Pyspark 将键/值结构数组转换为单个结构体

Pyspark convert array of key/value structs into single struct

提问人:wkeithvan 提问时间:11/18/2023 更新时间:11/18/2023 访问量:39

问:

我有一列是任意长度的键/值结构数组:

StructType([
    StructField("key", StringType(), False),
    StructType([
        StructField("string_value", StringType(),  True),
        StructField("int_value",    IntegerType(), True),
        StructField("float_value",  FloatType(),   True),
        StructField("double_value", DoubleType(),  True)
    ])
])

我知道只有几个不同的键名以及它们的每种数据类型是什么。例如,name 始终是字符串,birth_year始终是整数等。
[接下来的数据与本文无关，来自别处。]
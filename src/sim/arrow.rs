//! Arrow: redirects balls entering its cell, rotates on `Turn` signals

use super::object::Signal;
use crate::error::{Error, Result};
use crate::geom::Direction;

#[derive(Debug, Clone, Copy, PartialEq, Eq)]
pub struct Arrow {
    direction: Direction,
    /// Quarter turns applied per `Turn` signal
    rotation_speed: i32,
}

impl Arrow {
    pub fn new(direction: Direction, rotation_speed: i32) -> Result<Self> {
        if direction.is_none() {
            return Err(Error::NoneDirection);
        }
        Ok(Self {
            direction,
            rotation_speed,
        })
    }

    pub fn direction(&self) -> Direction {
        self.direction
    }

    pub fn rotation_speed(&self) -> i32 {
        self.rotation_speed
    }

    pub(crate) fn on_signal(&mut self, signal: Signal) {
        if signal == Signal::Turn {
            self.direction = self.direction.plus(self.rotation_speed);
        }
    }

    pub(crate) fn change_parameter(&mut self) {
        self.direction = self.direction.plus(1);
    }
}

#[cfg(test)]
mod tests {
    use super::*;

    #[test]
    fn test_none_direction_rejected() {
        assert!(matches!(
            Arrow::new(Direction::None, 1),
            Err(Error::NoneDirection)
        ));
    }

    #[test]
    fn test_turn_uses_rotation_speed() {
        let mut arrow = Arrow::new(Direction::Top, 2).unwrap();
        arrow.on_signal(Signal::Turn);
        assert_eq!(arrow.direction(), Direction::Bottom);
        arrow.on_signal(Signal::Pressed(true));
        assert_eq!(arrow.direction(), Direction::Bottom);
        arrow.change_parameter();
        assert_eq!(arrow.direction(), Direction::Left);
    }
}
//! Lifecycle orchestration: request batches in, ordered builder instructions
//! out.
//!
//! Every operation follows the same shape: fan out per-asset lookups, join,
//! decide, then merge per-branch instruction fragments in request order and
//! attach the transaction furniture from configuration. All decisions happen
//! before anything reaches the builder collaborator, so a rejected batch
//! emits nothing and nothing is submitted on-chain for it.

pub mod aggregate;
pub mod burn;
pub mod classify;

use futures::future::join_all;
use serde::{Deserialize, Serialize};
use tracing::{debug, info};

use crate::config::Cip68Config;
use crate::datum;
use crate::error::Cip68Error;
use crate::provider::ChainQuery;
use crate::schema::{
    AssetQuantity, BuilderInstruction, BurnAssetParams, LOVELACE_UNIT, MintAssetParams,
    RedeemerKind, ScriptKind, TransactionBuilder, UpdateAssetParams, Utxo, WalletContext,
};

use aggregate::OutputAggregator;
use burn::{BurnDecision, resolve_burn};
use classify::{BatchClassification, check_ownership, classify_batch};

/// Ordered instruction sequence produced by one lifecycle operation.
///
/// The plan is inert data: hand it to a [`TransactionBuilder`] with
/// [`InstructionPlan::complete`], or inspect/serialize it directly.
#[derive(Debug, Clone, Serialize, Deserialize, PartialEq, Eq)]
pub struct InstructionPlan {
    instructions: Vec<BuilderInstruction>,
}

impl InstructionPlan {
    fn new(instructions: Vec<BuilderInstruction>) -> Self {
        Self { instructions }
    }

    #[must_use]
    pub fn instructions(&self) -> &[BuilderInstruction] {
        &self.instructions
    }

    #[must_use]
    pub fn into_instructions(self) -> Vec<BuilderInstruction> {
        self.instructions
    }

    #[must_use]
    pub fn len(&self) -> usize {
        self.instructions.len()
    }

    #[must_use]
    pub fn is_empty(&self) -> bool {
        self.instructions.is_empty()
    }

    /// Run the plan through the builder collaborator in one pass.
    pub fn complete<B: TransactionBuilder>(
        &self,
        builder: &B,
    ) -> Result<B::UnsignedTx, Cip68Error> {
        Ok(builder.complete(&self.instructions)?)
    }
}

/// Drives the CIP68 asset lifecycle for one deployed script pair.
#[derive(Debug)]
pub struct Cip68Runtime<P> {
    config: Cip68Config,
    provider: P,
}

impl<P: ChainQuery> Cip68Runtime<P> {
    pub const fn new(config: Cip68Config, provider: P) -> Self {
        Self { config, provider }
    }

    #[must_use]
    pub const fn config(&self) -> &Cip68Config {
        &self.config
    }

    /// Assemble a mint plan for a batch of asset requests.
    ///
    /// The batch must be uniformly new or uniformly existing. New assets mint
    /// both CIP68-labeled units and create the store output carrying the
    /// inline datum; existing assets (ownership-checked against the caller's
    /// key hash) mint additional user tokens only. User tokens are
    /// consolidated into one output per receiver. `anchor` is spent first
    /// when supplied, typically to feed unique-name derivation.
    ///
    /// # Errors
    ///
    /// [`Cip68Error::MixedMintNotSupported`] for a mixed batch,
    /// [`Cip68Error::NotAssetOwner`] when an existing asset's datum owner is
    /// not the caller, plus quantity, datum and provider failures. Any error
    /// aborts the whole batch.
    pub async fn mint(
        &self,
        wallet: &WalletContext,
        params: &[MintAssetParams],
        anchor: Option<&Utxo>,
    ) -> Result<InstructionPlan, Cip68Error> {
        let names: Vec<String> = params.iter().map(|p| p.asset_name.clone()).collect();
        let classification = classify_batch(&self.provider, &self.config, &names).await?;

        let all_new = match classification {
            BatchClassification::Mixed { existing } => {
                return Err(Cip68Error::MixedMintNotSupported { assets: existing });
            }
            BatchClassification::AllExisting(states) => {
                check_ownership(&states, &wallet.pub_key_hash)?;
                false
            }
            BatchClassification::AllNew(_) => true,
        };

        let mut instructions = Vec::new();
        if let Some(anchor) = anchor {
            instructions.push(BuilderInstruction::SpendInput {
                tx_hash: anchor.tx_hash.clone(),
                output_index: anchor.output_index,
            });
        }

        let mut aggregator = OutputAggregator::new();
        for request in params {
            let quantity = parse_mint_quantity(&request.asset_name, &request.quantity)?;
            let user_unit = self.config.user_unit(&request.asset_name);
            let receiver = resolve_receiver(request.receiver.as_deref(), &wallet.address);
            aggregator.push(receiver, user_unit.clone(), quantity);

            instructions.push(BuilderInstruction::MintAsset {
                unit: user_unit,
                quantity,
                script: self.config.mint_script.clone(),
                redeemer: RedeemerKind::Issue,
            });

            if all_new {
                let reference_unit = self.config.reference_unit(&request.asset_name);
                instructions.push(BuilderInstruction::MintAsset {
                    unit: reference_unit.clone(),
                    quantity: 1,
                    script: self.config.mint_script.clone(),
                    redeemer: RedeemerKind::Issue,
                });
                instructions.push(BuilderInstruction::output_with_datum(
                    self.config.store_address.clone(),
                    vec![AssetQuantity::new(reference_unit, 1)],
                    datum::encode_metadata_hex(&request.metadata)?,
                ));
            }
        }

        for (receiver, assets) in aggregator.into_outputs() {
            instructions.push(BuilderInstruction::output(receiver, assets));
        }

        instructions.extend([
            BuilderInstruction::SetChangeAddress {
                address: wallet.address.clone(),
            },
            BuilderInstruction::RequireSigner {
                key_hash: wallet.pub_key_hash.clone(),
            },
            BuilderInstruction::SelectUtxosFrom {
                utxos: wallet.utxos.clone(),
            },
            BuilderInstruction::SetCollateral {
                utxo: wallet.collateral.clone(),
            },
            BuilderInstruction::SetNetwork {
                network: self.config.network,
            },
        ]);

        info!(
            assets = params.len(),
            all_new,
            instructions = instructions.len(),
            "assembled mint plan"
        );

        Ok(InstructionPlan::new(instructions))
    }

    /// Assemble a burn plan for a batch of burn requests.
    ///
    /// Per asset: the caller's held total decides between a full burn (which
    /// also retires the reference token and spends the store UTxO) and a
    /// partial burn (which returns the remainder to the caller).
    ///
    /// # Errors
    ///
    /// [`Cip68Error::StoreUtxoNotFound`] naming every asset whose reference
    /// UTxO is missing, plus quantity and provider failures.
    pub async fn burn(
        &self,
        wallet: &WalletContext,
        params: &[BurnAssetParams],
    ) -> Result<InstructionPlan, Cip68Error> {
        let branches = params.iter().map(|request| self.burn_branch(wallet, request));
        let fragments = merge_branch_results(join_all(branches).await)?;

        let mut instructions: Vec<BuilderInstruction> =
            fragments.into_iter().flatten().collect();
        self.push_furniture(&mut instructions, wallet);

        info!(
            assets = params.len(),
            instructions = instructions.len(),
            "assembled burn plan"
        );

        Ok(InstructionPlan::new(instructions))
    }

    async fn burn_branch(
        &self,
        wallet: &WalletContext,
        request: &BurnAssetParams,
    ) -> Result<Vec<BuilderInstruction>, Cip68Error> {
        let quantity = parse_burn_quantity(&request.asset_name, &request.quantity)?;
        let user_unit = self.config.user_unit(&request.asset_name);

        let held_total: i64 = self
            .provider
            .utxos_by_unit(&wallet.address, &user_unit)
            .await?
            .iter()
            .map(|utxo| utxo.quantity_of(&user_unit))
            .sum();

        let store_utxo = self
            .resolve_store_utxo(&request.asset_name, request.tx_hash.as_deref())
            .await?;

        let mut fragment = vec![BuilderInstruction::MintAsset {
            unit: user_unit.clone(),
            quantity,
            script: self.config.mint_script.clone(),
            redeemer: RedeemerKind::Burn,
        }];

        match resolve_burn(quantity, held_total) {
            BurnDecision::Full => {
                debug!(asset = %request.asset_name, held_total, "full burn retires reference token");
                fragment.push(BuilderInstruction::MintAsset {
                    unit: self.config.reference_unit(&request.asset_name),
                    quantity: -1,
                    script: self.config.mint_script.clone(),
                    redeemer: RedeemerKind::Burn,
                });
                fragment.push(BuilderInstruction::SpendScriptInput {
                    tx_hash: store_utxo.tx_hash,
                    output_index: store_utxo.output_index,
                    script: self.config.store_script.clone(),
                    redeemer: RedeemerKind::Remove,
                    inline_datum_present: true,
                });
            }
            BurnDecision::Partial { remainder } => {
                debug!(asset = %request.asset_name, held_total, remainder, "partial burn");
                fragment.push(BuilderInstruction::output(
                    wallet.address.clone(),
                    vec![AssetQuantity::new(user_unit, remainder)],
                ));
            }
        }

        Ok(fragment)
    }

    /// Assemble an update plan: each asset's store UTxO is spent and
    /// recreated at the store address with a freshly encoded inline datum.
    /// Token quantities are unchanged.
    ///
    /// # Errors
    ///
    /// [`Cip68Error::StoreUtxoNotFound`] naming every asset whose reference
    /// UTxO is missing, plus datum and provider failures.
    pub async fn update(
        &self,
        wallet: &WalletContext,
        params: &[UpdateAssetParams],
    ) -> Result<InstructionPlan, Cip68Error> {
        let branches = params.iter().map(|request| self.update_branch(request));
        let fragments = merge_branch_results(join_all(branches).await)?;

        let mut instructions: Vec<BuilderInstruction> =
            fragments.into_iter().flatten().collect();
        self.push_furniture(&mut instructions, wallet);

        info!(
            assets = params.len(),
            instructions = instructions.len(),
            "assembled update plan"
        );

        Ok(InstructionPlan::new(instructions))
    }

    async fn update_branch(
        &self,
        request: &UpdateAssetParams,
    ) -> Result<Vec<BuilderInstruction>, Cip68Error> {
        let store_utxo = self
            .resolve_store_utxo(&request.asset_name, request.tx_hash.as_deref())
            .await?;

        Ok(vec![
            BuilderInstruction::SpendScriptInput {
                tx_hash: store_utxo.tx_hash,
                output_index: store_utxo.output_index,
                script: self.config.store_script.clone(),
                redeemer: RedeemerKind::Update,
                inline_datum_present: true,
            },
            BuilderInstruction::output_with_datum(
                self.config.store_address.clone(),
                vec![AssetQuantity::new(
                    self.config.reference_unit(&request.asset_name),
                    1,
                )],
                datum::encode_metadata_hex(&request.metadata)?,
            ),
        ])
    }

    /// Assemble a plan that publishes one of the deployed scripts as an
    /// on-chain reference script: the configured lovelace amount is locked at
    /// `address` together with the script attachment.
    pub fn publish_reference_script(
        &self,
        wallet: &WalletContext,
        address: &str,
        script: ScriptKind,
    ) -> Result<InstructionPlan, Cip68Error> {
        let lovelace = i64::try_from(self.config.reference_script_lovelace).map_err(|_| {
            Cip68Error::InvalidQuantity {
                asset_name: LOVELACE_UNIT.to_string(),
                value: self.config.reference_script_lovelace.to_string(),
                message: "exceeds the signed 64-bit range".to_string(),
            }
        })?;

        Ok(InstructionPlan::new(vec![
            BuilderInstruction::SpendInput {
                tx_hash: wallet.collateral.tx_hash.clone(),
                output_index: wallet.collateral.output_index,
            },
            BuilderInstruction::ProduceOutput {
                address: address.to_string(),
                assets: vec![AssetQuantity::new(LOVELACE_UNIT, lovelace)],
                inline_datum: None,
                datum_hash: Some(String::new()),
                reference_script: Some(self.config.script(script).clone()),
            },
            BuilderInstruction::SetChangeAddress {
                address: wallet.address.clone(),
            },
            BuilderInstruction::SelectUtxosFrom {
                utxos: wallet.utxos.clone(),
            },
            BuilderInstruction::SetCollateral {
                utxo: wallet.collateral.clone(),
            },
        ]))
    }

    /// Resolve the store UTxO for one asset: by explicit prior transaction
    /// hash when supplied, else by current on-chain state.
    async fn resolve_store_utxo(
        &self,
        asset_name: &str,
        tx_hash: Option<&str>,
    ) -> Result<Utxo, Cip68Error> {
        let store_utxo = match tx_hash {
            Some(tx_hash) => {
                self.provider
                    .utxo_by_tx_hash(&self.config.store_address, tx_hash)
                    .await?
            }
            None => {
                let unit = self.config.reference_unit(asset_name);
                self.provider
                    .utxo_by_unit(&self.config.store_address, &unit)
                    .await?
            }
        };

        store_utxo.ok_or_else(|| Cip68Error::StoreUtxoNotFound {
            assets: vec![asset_name.to_string()],
        })
    }

    /// Common transaction furniture for burn and update plans.
    fn push_furniture(&self, instructions: &mut Vec<BuilderInstruction>, wallet: &WalletContext) {
        instructions.extend([
            BuilderInstruction::RequireSigner {
                key_hash: wallet.pub_key_hash.clone(),
            },
            BuilderInstruction::SetChangeAddress {
                address: wallet.address.clone(),
            },
            BuilderInstruction::SelectUtxosFrom {
                utxos: wallet.utxos.clone(),
            },
            BuilderInstruction::SetCollateral {
                utxo: wallet.collateral.clone(),
            },
            BuilderInstruction::SetNetwork {
                network: self.config.network,
            },
        ]);
    }
}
并非每个属性都始终存在,因此预定义的结构必须具有所有可为 null 的值,例如:

StructType([
    StructField("first_name",  StringType(),  True),
    StructField("middle_name", StringType(),  True),
    StructField("last_name",   StringType(),  True),
    StructField("birth_year",  IntegerType(), True),
    StructField("ssn",         IntegerType(), True),
    StructField("zipcode",     IntegerType(), True),
])

我的传入列将如下所示:

[
    (key: "first_name", value: (string_type: "John")),
    (key: "ssn",        value: (int_type:    123456789)),
    (key: "last_name",  value: (string_type: "Doe")),
]
------------------------------------------------------
[
    (key: "ssn",        value: (int_type:    987654321)),
    (key: "last_name",  value: (string_type: "Jones")),
]
------------------------------------------------------
[
    (key: "zipcode",    value: (int_type:    13579)),
    (key: "first_name", value: (string_type: "Bob")),
    (key: "birth_year", value: (int_type:    1985)),
    (key: "last_name",  value: (string_type: "Smith")),
]

我希望它们成为这样的人结构的列,如下所示:

{
    first_name: "John",
    last_name:  "Doe",
    ssn:        123456789
}
------------------------------------------------------
{
    last_name:  "Jones",
    ssn:        987654321
}
------------------------------------------------------
{
    first_name: "Bob",
    last_name:  "Smith",
    birth_year: 1985,
    zipcode:    13579
}

这是一个 Playground 示例,但实际数据将有几十亿行,因此性能很重要,它不应该使用 Python UDF,而应该只使用 .pyspark.sql.functions

apache-spark pyspark apache-spark-sql

评论


答:

0赞 werner 11/18/2023 #1

对于所需结构的每个元素,filter 可用于从数组中提取期望值:

from pyspark.sql import functions as F

df = ...input data...

# a list of all possible struct entries in the input data
cfgs = [
    ("first_name", "string_type"),
    ("middle_name", "string_type"),
    ("last_name", "string_type"),
    ("birth_year", "int_type"),
    ("ssn", "int_type"),
    ("zipcode", "int_type")
]

cols = [            # for each element of the cfgs list
                    # take the element of the input array with the correct key
    (F.filter(F.col('person'), lambda c: c['key']==cfg[0])
      [0]           # take the first result (if any)
      ['value']     # take the value struct
      [cfg[1]])     # take the correct element of the the value struct
    .alias(cfg[0])  # rename the column
  for cfg in cfgs]

# combine the columns into a new struct
new_df = df.select(F.struct(cols).alias('person'))

结果:

+------------------------------------------+
|person                                    |
+------------------------------------------+
|{John, null, Doe, null, 123456789, null}  |
|{null, null, Jones, null, 987654321, null}|
|{Bob, null, Smith, 1985, null, 13579}     |
+------------------------------------------+

root
 |-- person: struct (nullable = false)
 |    |-- first_name: string (nullable = true)
 |    |-- middle_name: string (nullable = true)
 |    |-- last_name: string (nullable = true)
 |    |-- birth_year: long (nullable = true)
 |    |-- ssn: long (nullable = true)
 |    |-- zipcode: long (nullable = true)